Denver voters may face dueling ballot measures
By Bruce Finley
The Denver Post
Denver voters may face dueling ballot measures in November that each would require citywide majority approval before city leaders could try to allow development on protected green space.
One measure would prohibit commercial and housing construction without voter approval on any parks and city-owned land protected by a conservation easement, including the 155-acre former Park Hill Golf Course, where development has been blocked since 1997.
A countermeasure that also has cleared initial review, put forward by the Westside Investment Partners developers who own the Park Hill land, would change the definition of “conservation easement” to make an exception for this property — and could apply to other protected open space.
State law governs conservation easements and lifting restrictions requires a state court order. A state judge first must determine conservation is impossible. Nevertheless, Denver officials have launched a planning process exploring mixed-use commercial and housing development on the Park Hill land.
“This reflects a city that is growing and changing very rapidly, which makes battles over remaining open space all the more challenging for those fighting for the green space and those who want to see development on that green space,” said Jim Petterson, Colorado director of the Trust for Public Land, which hasn’t taken a position on the Park Hill property but advocates for equal access to nature.
“The lifting of a conservation easement,” Petterson said, “should be very rare and very carefully thought through. That’s why the state law is in place.”
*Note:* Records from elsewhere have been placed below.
use anyhow::Result;
use sdds::dataset::Dataset;
use sdds::error::ErrorKind;
use sdds::layout::DataEncoding;
use sdds::selection::{ColumnSelector, FindType, Logic, NumScanMode};
use sdds::testing::{assert_error_kind, TestDir};
use sdds::types::{SddsType, ValueVec};
use std::path::Path;

fn write_four_columns(path: &Path) -> Result<()> {
    let mut out = Dataset::initialize_output(DataEncoding::Binary, 1, None, None, Some(path))?;
    for name in ["x1", "x2", "y1", "y2"] {
        out.define_simple_column(name, None, SddsType::Double)?;
    }
    let selected = out.set_columns_of_interest(
        &ColumnSelector::Matching("x*".to_string()),
        Logic::OR | Logic::ZERO_PREVIOUS,
    )?;
    assert_eq!(selected, 2);
    out.write_layout()?;
    out.start_page(2)?;
    out.set_column("x1", vec![1.0_f64, 2.0])?;
    out.set_column("x2", vec![3.0_f64, 4.0])?;
    out.write_page()?;
    out.terminate()?;
    Ok(())
}

/// A page of element names, kinds and positions for row selection.
fn element_page(dir: &TestDir) -> Result<Dataset> {
    let path = dir.file("elements.sdds");
    let mut out = Dataset::initialize_output(DataEncoding::Ascii, 1, None, None, Some(&path))?;
    out.define_simple_column("Name", None, SddsType::String)?;
    out.define_simple_column("Kind", None, SddsType::String)?;
    out.define_simple_column("s", Some("m"), SddsType::Double)?;
    out.define_simple_column("Reading", None, SddsType::String)?;
    out.write_layout()?;
    out.start_page(5)?;
    out.set_column("Name", vec!["Q1", "q2", "B1", "D1", "Q3"])?;
    out.set_column("Kind", vec!["Q*", "Q*", "B?", "X", "Z*"])?;
    out.set_column("s", vec![0.5_f64, 1.5, 2.5, 3.5, 4.5])?;
    out.set_column("Reading", vec!["1.5", "2e3", "n/a", "7 turns", "-.5"])?;
    out.write_page()?;
    out.terminate()?;

    let mut input = Dataset::initialize_input(Some(&path))?;
    input.read_page()?;
    Ok(input)
}

#[test]
fn wildcard_selection_writes_only_chosen_columns() -> Result<()> {
    let dir = TestDir::new()?;
    let path = dir.file("xy.sdds");
    write_four_columns(&path)?;

    let mut input = Dataset::initialize_input(Some(&path))?;
    assert_eq!(input.get_column_names(), vec!["x1", "x2"]);
    input.read_page()?;
    assert_eq!(input.get_column("x2")?, ValueVec::Double(vec![3.0, 4.0]));
    Ok(())
}

#[test]
fn selection_order_follows_the_selector() -> Result<()> {
    let mut out = Dataset::initialize_output(DataEncoding::Binary, 1, None, None, None)?;
    for name in ["a", "b", "c", "d"] {
        out.define_simple_column(name, None, SddsType::Int32)?;
    }
    out.set_columns_of_interest(&ColumnSelector::NamesString("c, a".to_string()), Logic::REPLACE)?;
    assert_eq!(out.columns_of_interest(), vec!["c", "a"]);
    out.set_columns_of_interest(&ColumnSelector::Names(vec!["D".to_string()]), Logic::OR | Logic::NOCASE_COMPARE)?;
    assert_eq!(out.columns_of_interest(), vec!["c", "a", "d"]);
    assert_eq!(out.column_flags(), &[true, false, true, true]);

    out.set_columns_of_interest(&ColumnSelector::Matching("[ab]".to_string()), Logic::AND | Logic::NEGATE_MATCH)?;
    assert_eq!(out.columns_of_interest(), vec!["c", "d"]);
    assert_error_kind(
        out.set_columns_of_interest(&ColumnSelector::Names(vec!["nope".to_string()]), Logic::OR),
        ErrorKind::Schema,
    );

    out.assert_column_flags_range(0..2, true)?;
    assert_eq!(out.count_columns_of_interest(), 4);
    out.assert_column_flags(&[false, true])?;
    assert_eq!(out.columns_of_interest(), vec!["b"]);
    out.delete_unset_columns()?;
    assert_eq!(out.get_column_names(), vec!["b"]);
    Ok(())
}

#[test]
fn range_and_pattern_filters_combine() -> Result<()> {
    let dir = TestDir::new()?;
    let mut input = element_page(&dir)?;
    assert_eq!(input.count_rows_of_interest(), 5);

    assert_eq!(input.filter_rows_of_interest("s", 1.0, 4.0, Logic::AND)?, 3);
    assert_eq!(input.row_flags(), &[false, true, true, true, false]);
    assert_eq!(input.match_rows_of_interest("Name", "Q*", Logic::AND)?, 0);
    assert_eq!(
        input.match_rows_of_interest("Name", "Q*", Logic::ONE_PREVIOUS | Logic::AND | Logic::NOCASE_COMPARE)?,
        3
    );
    assert_eq!(input.get_column("Name")?, ValueVec::String(vec!["Q1".into(), "q2".into(), "Q3".into()]));
    assert_eq!(input.get_internal_column("Name")?.len(), 5);
    assert_error_kind(input.filter_rows_of_interest("Name", 0.0, 1.0, Logic::AND), ErrorKind::Schema);
    Ok(())
}

#[test]
fn indirect_match_reads_patterns_from_a_column() -> Result<()> {
    let dir = TestDir::new()?;
    let mut input = element_page(&dir)?;
    let kept = input.match_rows_of_interest("Name", "Kind", Logic::INDIRECT_MATCH)?;
    assert_eq!(kept, 2);
    assert_eq!(input.row_flags(), &[true, false, true, false, false]);
    Ok(())
}

#[test]
fn numeric_scan_keeps_number_like_text() -> Result<()> {
    let dir = TestDir::new()?;
    let mut input = element_page(&dir)?;
    assert_eq!(input.filter_rows_by_num_scan("Reading", NumScanMode::default())?, 4);
    assert_eq!(input.row_flags(), &[true, true, false, true, true]);
    let strict = NumScanMode { invert: false, strict: true };
    assert_eq!(input.filter_rows_by_num_scan("Reading", strict)?, 3);

    let mut input = element_page(&dir)?;
    let inverted = NumScanMode { invert: true, strict: true };
    assert_eq!(input.filter_rows_by_num_scan("Reading", inverted)?, 2);
    assert_eq!(input.get_column_in_strings("Reading")?, vec!["n/a", "7 turns"]);
    Ok(())
}

#[test]
fn deleting_unset_rows_compacts_the_page() -> Result<()> {
    let dir = TestDir::new()?;
    let mut input = element_page(&dir)?;
    input.assert_row_flags(&[true, false, true])?;
    assert_eq!(input.delete_unset_rows()?, 3);
    assert_eq!(input.row_count(), 2);
    assert_eq!(input.get_internal_column("Name")?, ValueVec::String(vec!["Q1".into(), "B1".into()]));
    assert_eq!(input.count_rows_of_interest(), 2);
    assert_error_kind(input.assert_row_flags_range(0..3, false), ErrorKind::Bounds);
    Ok(())
}

#[test]
fn name_searches_respect_type_classes() -> Result<()> {
    let dir = TestDir::new()?;
    let input = element_page(&dir)?;
    assert_eq!(input.match_column_names("*", FindType::Numeric), vec!["s"]);
    assert_eq!(
        input.match_column_names("[NK]*", FindType::Specified(SddsType::String)),
        vec!["Name", "Kind"]
    );
    assert_eq!(input.find_column(FindType::Floating, &["Name", "s"]), Some("s".to_string()));
    assert_eq!(input.find_column(FindType::Integer, &["Name", "s"]), None);
    assert!(input.match_parameter_names("*", FindType::Any).is_empty());
    Ok(())
}
//! The dataset handle and its page lifecycle.
//!
//! A [`Dataset`] is bound to one file (or a standard stream) and carries the
//! layout, the page in memory, the selection state and the I/O stream.
//! Writers move through
//!
//! ```text
//! Idle --define_*--> Defining --write_layout--> Ready --start_page--> InPage
//!                                                 ^                     |
//!                                                 +------write_page-----+
//! ```
//!
//! and readers start in `Ready` once the header is parsed, entering `InPage`
//! each time [`read_page`](Dataset::read_page) loads a page.
//!
//! ```no_run
//! use sdds::dataset::Dataset;
//! use sdds::layout::{ColumnDefinition, DataEncoding};
//! use sdds::types::SddsType;
//! use std::path::Path;
//!
//! # fn main() -> sdds::error::Result<()> {
//! let mut out = Dataset::initialize_output(DataEncoding::Binary, 1, None, None, Some(Path::new("run.sdds")))?;
//! out.define_column(ColumnDefinition::new("x", SddsType::Double).units("mm"))?;
//! out.write_layout()?;
//! out.start_page(3)?;
//! out.set_column("x", vec![1.0, 2.0, 3.0])?;
//! out.write_page()?;
//! out.terminate()?;
//!
//! let mut input = Dataset::initialize_input(Some(Path::new("run.sdds")))?;
//! while let Some(page) = input.read_page()? {
//!     println!("page {page}: {:?}", input.get_column_in_doubles("x")?);
//! }
//! # Ok(())
//! # }
//! ```

mod copy;
mod define;
mod page;
mod select;

pub use define::{DefinitionKey, TransferMode};
pub use crate::storage::{ArrayValue, RowCountMode};

use crate::codec::{AsciiCodec, BinaryCodec, PageFrame, PageRead};
use crate::config;
use crate::error::{IoContext, Result, SddsError};
use crate::header::{read_header, write_header};
use crate::io::compression::is_compressed_path;
use crate::io::endian::ByteOrder;
use crate::io::lock::FileLock;
use crate::io::{SddsReader, SddsWriter};
use crate::layout::{DataEncoding, Layout};
use crate::storage::PageStore;
use std::path::{Path, PathBuf};

/// Lifecycle state of a dataset.
#[derive(Clone, Copy, Debug, PartialEq, Eq)]
pub enum State {
    /// Output opened, nothing defined yet.
    Idle,
    /// Definitions being added.
    Defining,
    /// Layout written or read; no page in progress.
    Ready,
    /// A page is being filled or has been read.
    InPage,
}

#[derive(Clone, Copy, Debug, PartialEq, Eq)]
enum Role {
    Writer,
    Reader,
}

enum Stream {
    Closed,
    Reader(SddsReader),
    Writer(SddsWriter),
}

/// One SDDS file being read or written.
pub struct Dataset {
    layout: Layout,
    saved_layout: Option<Layout>,
    store: PageStore,
    state: State,
    role: Role,
    stream: Stream,
    path: Option<PathBuf>,
    layout_written: bool,
    inactive: Option<String>,
    /// Pages started (writers) or read (readers).
    page_number: usize,
    /// Frames of the pages a reader has seen, in order.
    pages: Vec<PageFrame>,
    data_start: u64,
    column_flags: Vec<bool>,
    /// Columns of interest in the order they were selected.
    column_order: Vec<usize>,
    /// Columns listed in the written header, frozen by `write_layout`.
    written_columns: Vec<usize>,
    auto_recover: bool,
    end_after_recovery: bool,
    recovery_possible: bool,
    update_interval: usize,
    /// Writers: the page in progress once part of it is on disk.
    current_frame: Option<PageFrame>,
    lock: Option<FileLock>,
    fsync: bool,
    /// Stream offset saved by `disconnect`.
    resume_at: u64,
}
Denver Elections Division officials granted approval Tuesday for Westside’s measure (“City Park Land and City Property Protected by a Conservation Easement”) so that signature-seeking can begin, division spokesman Alton Dillard said. It would redefine “conservation easement” as a restriction purchased for income tax credits.
The Save Open Space Denver group backing the first measure (“Parks and Open Space Preservation”) opposes development on the Park Hill land and has submitted 13,000 signatures. At least 9,184 must be validated for the measure to be on ballots.
Around Denver, green space hasn’t kept pace with population growth and development. About 8% of Denver is designated as parks, compared with 20% and greater in other large U.S. cities.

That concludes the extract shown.